┌─ MATERIAL FOR THE TASK
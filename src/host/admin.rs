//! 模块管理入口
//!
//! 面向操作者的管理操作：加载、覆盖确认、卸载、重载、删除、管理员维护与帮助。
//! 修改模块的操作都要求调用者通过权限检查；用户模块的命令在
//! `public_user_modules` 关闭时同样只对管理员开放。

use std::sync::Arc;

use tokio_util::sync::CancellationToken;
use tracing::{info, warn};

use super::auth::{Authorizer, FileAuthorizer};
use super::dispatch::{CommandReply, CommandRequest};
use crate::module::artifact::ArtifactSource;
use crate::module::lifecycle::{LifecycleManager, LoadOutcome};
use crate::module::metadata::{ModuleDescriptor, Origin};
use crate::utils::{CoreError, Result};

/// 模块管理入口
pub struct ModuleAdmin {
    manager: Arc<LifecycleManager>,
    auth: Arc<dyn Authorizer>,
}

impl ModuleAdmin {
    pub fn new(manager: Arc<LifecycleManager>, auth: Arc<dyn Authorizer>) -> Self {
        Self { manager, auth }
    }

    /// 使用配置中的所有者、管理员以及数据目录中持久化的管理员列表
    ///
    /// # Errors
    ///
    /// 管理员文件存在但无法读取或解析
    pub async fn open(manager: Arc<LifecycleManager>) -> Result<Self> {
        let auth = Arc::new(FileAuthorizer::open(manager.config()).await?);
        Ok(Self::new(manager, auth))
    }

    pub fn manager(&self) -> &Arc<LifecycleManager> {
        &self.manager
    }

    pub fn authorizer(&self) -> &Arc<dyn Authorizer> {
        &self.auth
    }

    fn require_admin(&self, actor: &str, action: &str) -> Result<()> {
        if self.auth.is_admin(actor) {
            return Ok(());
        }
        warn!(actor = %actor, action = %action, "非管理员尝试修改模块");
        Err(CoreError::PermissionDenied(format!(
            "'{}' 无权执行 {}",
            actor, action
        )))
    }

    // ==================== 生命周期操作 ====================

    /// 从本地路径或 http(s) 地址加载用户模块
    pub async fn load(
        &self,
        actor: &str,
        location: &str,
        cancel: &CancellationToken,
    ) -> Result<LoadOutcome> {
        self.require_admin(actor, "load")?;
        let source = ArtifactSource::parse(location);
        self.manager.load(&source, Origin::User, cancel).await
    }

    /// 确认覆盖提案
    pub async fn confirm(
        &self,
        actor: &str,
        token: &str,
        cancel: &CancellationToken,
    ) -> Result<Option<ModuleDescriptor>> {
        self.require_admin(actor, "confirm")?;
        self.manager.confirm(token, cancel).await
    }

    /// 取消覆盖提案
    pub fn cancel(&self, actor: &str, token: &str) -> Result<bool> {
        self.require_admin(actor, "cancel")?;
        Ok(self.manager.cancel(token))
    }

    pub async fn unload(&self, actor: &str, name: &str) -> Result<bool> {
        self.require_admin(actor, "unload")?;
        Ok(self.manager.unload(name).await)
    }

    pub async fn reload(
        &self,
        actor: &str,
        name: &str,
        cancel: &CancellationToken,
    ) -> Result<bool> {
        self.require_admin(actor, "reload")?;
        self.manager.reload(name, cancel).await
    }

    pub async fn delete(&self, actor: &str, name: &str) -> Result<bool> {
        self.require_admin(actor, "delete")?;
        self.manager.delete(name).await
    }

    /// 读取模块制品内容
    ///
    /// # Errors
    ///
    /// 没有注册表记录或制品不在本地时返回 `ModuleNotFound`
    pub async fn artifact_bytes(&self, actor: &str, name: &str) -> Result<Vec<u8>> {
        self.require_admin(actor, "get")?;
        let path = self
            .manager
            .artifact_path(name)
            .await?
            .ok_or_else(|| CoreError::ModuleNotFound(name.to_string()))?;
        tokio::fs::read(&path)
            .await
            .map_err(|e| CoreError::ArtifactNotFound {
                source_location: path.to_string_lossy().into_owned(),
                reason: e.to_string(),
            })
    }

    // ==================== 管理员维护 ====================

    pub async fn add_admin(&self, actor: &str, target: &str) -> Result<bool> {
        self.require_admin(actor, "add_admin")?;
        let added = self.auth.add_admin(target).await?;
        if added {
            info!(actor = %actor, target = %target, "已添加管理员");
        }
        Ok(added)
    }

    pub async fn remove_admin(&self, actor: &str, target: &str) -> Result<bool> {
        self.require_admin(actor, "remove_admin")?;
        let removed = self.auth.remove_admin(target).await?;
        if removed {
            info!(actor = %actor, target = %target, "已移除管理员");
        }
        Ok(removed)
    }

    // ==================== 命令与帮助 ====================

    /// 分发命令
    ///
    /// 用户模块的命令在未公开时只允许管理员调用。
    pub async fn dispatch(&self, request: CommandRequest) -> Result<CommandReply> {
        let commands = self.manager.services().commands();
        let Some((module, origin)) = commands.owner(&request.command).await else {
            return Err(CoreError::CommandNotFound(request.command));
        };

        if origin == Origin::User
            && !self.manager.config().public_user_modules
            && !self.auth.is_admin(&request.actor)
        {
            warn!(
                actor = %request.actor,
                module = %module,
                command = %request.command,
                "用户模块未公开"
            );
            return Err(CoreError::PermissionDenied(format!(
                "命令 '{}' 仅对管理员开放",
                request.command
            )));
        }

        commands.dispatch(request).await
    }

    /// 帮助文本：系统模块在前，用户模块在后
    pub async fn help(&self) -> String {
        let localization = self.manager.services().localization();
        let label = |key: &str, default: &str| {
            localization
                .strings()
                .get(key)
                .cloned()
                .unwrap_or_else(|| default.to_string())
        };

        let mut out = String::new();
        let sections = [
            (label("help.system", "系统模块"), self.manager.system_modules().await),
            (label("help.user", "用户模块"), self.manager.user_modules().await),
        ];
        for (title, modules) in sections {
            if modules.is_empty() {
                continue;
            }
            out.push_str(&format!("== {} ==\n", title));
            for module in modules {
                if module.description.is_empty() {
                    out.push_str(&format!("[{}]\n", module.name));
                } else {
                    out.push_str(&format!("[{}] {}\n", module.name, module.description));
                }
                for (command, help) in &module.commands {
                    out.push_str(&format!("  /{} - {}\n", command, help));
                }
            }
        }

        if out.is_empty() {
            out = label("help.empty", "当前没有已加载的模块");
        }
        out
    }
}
└─
INSTRUCTIONS TO FOLLOW: A precise copy of all the records is needed.

EXPECTED ANSWER:
filename src/host/admin.rs
//! 模块管理入口
//!
//! 面向操作者的管理操作：加载、覆盖确认、卸载、重载、删除、管理员维护与帮助。
//! 修改模块的操作都要求调用者通过权限检查；用户模块的命令在
//! `public_user_modules` 关闭时同样只对管理员开放。

use std::sync::Arc;

use tokio_util::sync::CancellationToken;
use tracing::{info, warn};

use super::auth::{Authorizer, FileAuthorizer};
use super::dispatch::{CommandReply, CommandRequest};
use crate::module::artifact::ArtifactSource;
use crate::module::lifecycle::{LifecycleManager, LoadOutcome};
use crate::module::metadata::{ModuleDescriptor, Origin};
use crate::utils::{CoreError, Result};

/// 模块管理入口
pub struct ModuleAdmin {
    manager: Arc<LifecycleManager>,
    auth: Arc<dyn Authorizer>,
}

impl ModuleAdmin {
    pub fn new(manager: Arc<LifecycleManager>, auth: Arc<dyn Authorizer>) -> Self {
        Self { manager, auth }
    }

    /// 使用配置中的所有者、管理员以及数据目录中持久化的管理员列表
    ///
    /// # Errors
    ///
    /// 管理员文件存在但无法读取或解析
    pub async fn open(manager: Arc<LifecycleManager>) -> Result<Self> {
        let auth = Arc::new(FileAuthorizer::open(manager.config()).await?);
        Ok(Self::new(manager, auth))
    }

    pub fn manager(&self) -> &Arc<LifecycleManager> {
        &self.manager
    }

    pub fn authorizer(&self) -> &Arc<dyn Authorizer> {
        &self.auth
    }

    fn require_admin(&self, actor: &str, action: &str) -> Result<()> {
        if self.auth.is_admin(actor) {
            return Ok(());
        }
        warn!(actor = %actor, action = %action, "非管理员尝试修改模块");
        Err(CoreError::PermissionDenied(format!(
            "'{}' 无权执行 {}",
            actor, action
        )))
    }

    // ==================== 生命周期操作 ====================

    /// 从本地路径或 http(s) 地址加载用户模块
    pub async fn load(
        &self,
        actor: &str,
        location: &str,
        cancel: &CancellationToken,
    ) -> Result<LoadOutcome> {
        self.require_admin(actor, "load")?;
        let source = ArtifactSource::parse(location);
        self.manager.load(&source, Origin::User, cancel).await
    }

    /// 确认覆盖提案
    pub async fn confirm(
        &self,
        actor: &str,
        token: &str,
        cancel: &CancellationToken,
    ) -> Result<Option<ModuleDescriptor>> {
        self.require_admin(actor, "confirm")?;
        self.manager.confirm(token, cancel).await
    }

    /// 取消覆盖提案
    pub fn cancel(&self, actor: &str, token: &str) -> Result<bool> {
        self.require_admin(actor, "cancel")?;
        Ok(self.manager.cancel(token))
    }

    pub async fn unload(&self, actor: &str, name: &str) -> Result<bool> {
        self.require_admin(actor, "unload")?;
        Ok(self.manager.unload(name).await)
    }

    pub async fn reload(
        &self,
        actor: &str,
        name: &str,
        cancel: &CancellationToken,
    ) -> Result<bool> {
        self.require_admin(actor, "reload")?;
        self.manager.reload(name, cancel).await
    }

    pub async fn delete(&self, actor: &str, name: &str) -> Result<bool> {
        self.require_admin(actor, "delete")?;
        self.manager.delete(name).await
    }

    /// 读取模块制品内容
    ///
    /// # Errors
    ///
    /// 没有注册表记录或制品不在本地时返回 `ModuleNotFound`
    pub async fn artifact_bytes(&self, actor: &str, name: &str) -> Result<Vec<u8>> {
        self.require_admin(actor, "get")?;
        let path = self
            .manager
            .artifact_path(name)
            .await?
            .ok_or_else(|| CoreError::ModuleNotFound(name.to_string()))?;
        tokio::fs::read(&path)
            .await
            .map_err(|e| CoreError::ArtifactNotFound {
                source_location: path.to_string_lossy().into_owned(),
                reason: e.to_string(),
            })
    }

    // ==================== 管理员维护 ====================

    pub async fn add_admin(&self, actor: &str, target: &str) -> Result<bool> {
        self.require_admin(actor, "add_admin")?;
        let added = self.auth.add_admin(target).await?;
        if added {
            info!(actor = %actor, target = %target, "已添加管理员");
        }
        Ok(added)
    }

    pub async fn remove_admin(&self, actor: &str, target: &str) -> Result<bool> {
        self.require_admin(actor, "remove_admin")?;
        let removed = self.auth.remove_admin(target).await?;
        if removed {
            info!(actor = %actor, target = %target, "已移除管理员");
        }
        Ok(removed)
    }

    // ==================== 命令与帮助 ====================

    /// 分发命令
    ///
    /// 用户模块的命令在未公开时只允许管理员调用。
    pub async fn dispatch(&self, request: CommandRequest) -> Result<CommandReply> {
        let commands = self.manager.services().commands();
        let Some((module, origin)) = commands.owner(&request.command).await else {
            return Err(CoreError::CommandNotFound(request.command));
        };

        if origin == Origin::User
            && !self.manager.config().public_user_modules
            && !self.auth.is_admin(&request.actor)
        {
            warn!(
                actor = %request.actor,
                module = %module,
                command = %request.command,
                "用户模块未公开"
            );
            return Err(CoreError::PermissionDenied(format!(
                "命令 '{}' 仅对管理员开放",
                request.command
            )));
        }

        commands.dispatch(request).await
    }

    /// 帮助文本：系统模块在前，用户模块在后
    pub async fn help(&self) -> String {
        let localization = self.manager.services().localization();
        let label = |key: &str, default: &str| {
            localization
                .strings()
                .get(key)
                .cloned()
                .unwrap_or_else(|| default.to_string())
        };

        let mut out = String::new();
        let sections = [
            (label("help.system", "系统模块"), self.manager.system_modules().await),
            (label("help.user", "用户模块"), self.manager.user_modules().await),
        ];
        for (title, modules) in sections {
            if modules.is_empty() {
                continue;
            }
            out.push_str(&format!("== {} ==\n", title));
            for module in modules {
                if module.description.is_empty() {
                    out.push_str(&format!("[{}]\n", module.name));
                } else {
                    out.push_str(&format!("[{}] {}\n", module.name, module.description));
                }
                for (command, help) in &module.commands {
                    out.push_str(&format!("  /{} - {}\n", command, help));
                }
            }
        }

        if out.is_empty() {
            out = label("help.empty", "当前没有已加载的模块");
        }
        out
    }
}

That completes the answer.